Electricity: Lesson Two Did you ever touch a doorknob and get a shock? If so, you have felt static electricity. Static electricity is the buildup of charges on an object. Most objects have no charge. But when one object rubs up against another, electrons move from one object to the other. The objects then become charged. Opposite charges then attract each other.

Electricity: Lesson 2 When objects with opposite charges get close, electrons jump from one object to the other. The shock you felt when you touched the doorknob was caused by electrons moving. The sparks are called static discharge. The crackling noise is the sound of the sparks.

Electricity: Lesson 2 Lightning is also static discharge. Negative charges collect at the bottom of clouds. When charges jump from the cloud to the ground, you see lightning. Lightning is a dangerous static discharge and can cause a fire.

Electricity: Lesson 2 Static electricity is potential energy but changes to kinetic energy when it discharges. That kinetic energy can then turn into light, heat, or sound energy. Static energy releases energy for just a short amount of time.
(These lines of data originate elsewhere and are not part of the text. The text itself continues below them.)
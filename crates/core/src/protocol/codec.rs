//! JSON codec for socket text frames

use crate::error::{CoreError, Result};
use crate::types::{ClientMessage, RenderCommand, ServerControl, ServerMessage};
use serde_json::Value;

/// Maximum frame size (1MB)
pub const MAX_MESSAGE_SIZE: usize = 1024 * 1024;

/// Message codec for serialization/deserialization
pub struct MessageCodec;

impl MessageCodec {
    /// Encode a client message to a text frame
    pub fn encode_client(msg: &ClientMessage) -> Result<String> {
        Self::encode(msg)
    }

    /// Decode a text frame from a client
    ///
    /// Unknown `type` values and unrecognised shapes are errors; callers log
    /// and drop them.
    pub fn decode_client(frame: &str) -> Result<ClientMessage> {
        Self::check_size(frame.len())?;
        serde_json::from_str(frame).map_err(|e| CoreError::InvalidMessageFormat(e.to_string()))
    }

    /// Encode a server message to a text frame
    pub fn encode_server(msg: &ServerMessage) -> Result<String> {
        Self::encode(msg)
    }

    /// Decode a text frame from the server
    ///
    /// Batch elements with an unknown `command` are skipped so newer servers
    /// can add commands without breaking older clients.
    pub fn decode_server(frame: &str) -> Result<ServerMessage> {
        Self::check_size(frame.len())?;
        let value: Value = serde_json::from_str(frame)?;

        match value {
            Value::Array(items) => {
                let mut batch = Vec::with_capacity(items.len());
                for item in items {
                    match serde_json::from_value::<RenderCommand>(item) {
                        Ok(cmd) => batch.push(cmd),
                        Err(e) => tracing::debug!("Skipping unknown render command: {}", e),
                    }
                }
                Ok(ServerMessage::Batch(batch))
            }
            Value::Object(_) => serde_json::from_value::<ServerControl>(value)
                .map(ServerMessage::Control)
                .map_err(|e| CoreError::InvalidMessageFormat(e.to_string())),
            other => Err(CoreError::InvalidMessageFormat(format!(
                "expected array or object, got {}",
                other
            ))),
        }
    }

    fn encode<T: serde::Serialize>(msg: &T) -> Result<String> {
        let text = serde_json::to_string(msg)?;
        Self::check_size(text.len())?;
        Ok(text)
    }

    fn check_size(size: usize) -> Result<()> {
        if size > MAX_MESSAGE_SIZE {
            return Err(CoreError::MessageTooLarge {
                size,
                max: MAX_MESSAGE_SIZE,
            });
        }
        Ok(())
    }
}

#[cfg(test)]
mod tests {
    use super::*;
    use crate::types::InputValue;

    #[test]
    fn test_client_roundtrip() {
        let msg = ClientMessage::response(InputValue::Index(1), Some(4));
        let encoded = MessageCodec::encode_client(&msg).unwrap();
        let decoded = MessageCodec::decode_client(&encoded).unwrap();
        assert_eq!(msg, decoded);
    }

    #[test]
    fn test_decode_client_malformed() {
        assert!(MessageCodec::decode_client("not json").is_err());
        assert!(MessageCodec::decode_client(r#"{"type":"dance"}"#).is_err());
    }

    #[test]
    fn test_decode_server_token() {
        let msg = MessageCodec::decode_server(r#"{"type":"token","token":"ab"}"#).unwrap();
        assert_eq!(msg, ServerMessage::token("ab"));
    }

    #[test]
    fn test_decode_server_skips_unknown_commands() {
        let frame = r#"[{"command":"print","text":"hi"},{"command":"beep"},{"command":"clear"}]"#;
        let msg = MessageCodec::decode_server(frame).unwrap();
        assert_eq!(
            msg,
            ServerMessage::Batch(vec![RenderCommand::print("hi"), RenderCommand::Clear])
        );
    }

    #[test]
    fn test_decode_server_rejects_scalars() {
        assert!(matches!(
            MessageCodec::decode_server("42"),
            Err(CoreError::InvalidMessageFormat(_))
        ));
    }

    #[test]
    fn test_oversized_frame_rejected() {
        let frame = "x".repeat(MAX_MESSAGE_SIZE + 1);
        assert!(matches!(
            MessageCodec::decode_client(&frame),
            Err(CoreError::MessageTooLarge { .. })
        ));
    }
}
Electricity: Lesson 2 For electricity to be useful, there must be a steady source of electricity. Current electricity can provide a steady source of electricity. If electrons have a path to follow, they will keep moving instead of building up a static charge. This movement is called electric current. Electricity that flows in this way is kinetic energy called current electricity.

Electricity: Lesson 2 Electricity can be used for all sorts of appliances in your home. The amount of electric energy an appliance uses is measured in watts. For example: A hair dryer uses 1,600 watts and a clothes washer uses only 400 watts.

Electricity: Lesson 2 Electricity moves easily through conductors. Most metals are good conductors and copper is the metal commonly used for conducting electricity. An insulator does not conduct electricity well. We use insulators to protect people from electric current.

Lesson 3 vocabulary Electric current- the PATH an electric current follows Series circuit- an electric circuit in which the current has only one path to follow Parallel circuit- an electric circuit that has more than one path for the current to follow

Electricity: Lesson 3 An electric circuit is the path that an electric current follows. The circuit needs a source for the current (like a battery). A circuit can also have a switch. When the switch is off, there is a break in the circuit and this stops the flow of the current.

Electricity: Lesson 3 A series circuit is one type of electrical circuit. In a series circuit, the current has only one path to follow. All the parts of the circuit are connected to a single path. If any part of the path is broken, the current stops flowing. If one part of a series circuit stops working, everything in the circuit stops working.

Electricity: Lesson 3 A parallel circuit has more than path to follow. Each part of the circuit has its own path. In a parallel circuit, one part can be turned off, and all the other parts can stay on. For this reason, a parallel circuit is more useful than a series circuit.

Electricity: Lesson 3 Some circuits are simple and others are not. When engineers work on a design for a new machine, they draw a wiring diagram. The diagram uses symbols. Do you know the symbol for battery, switch, and light?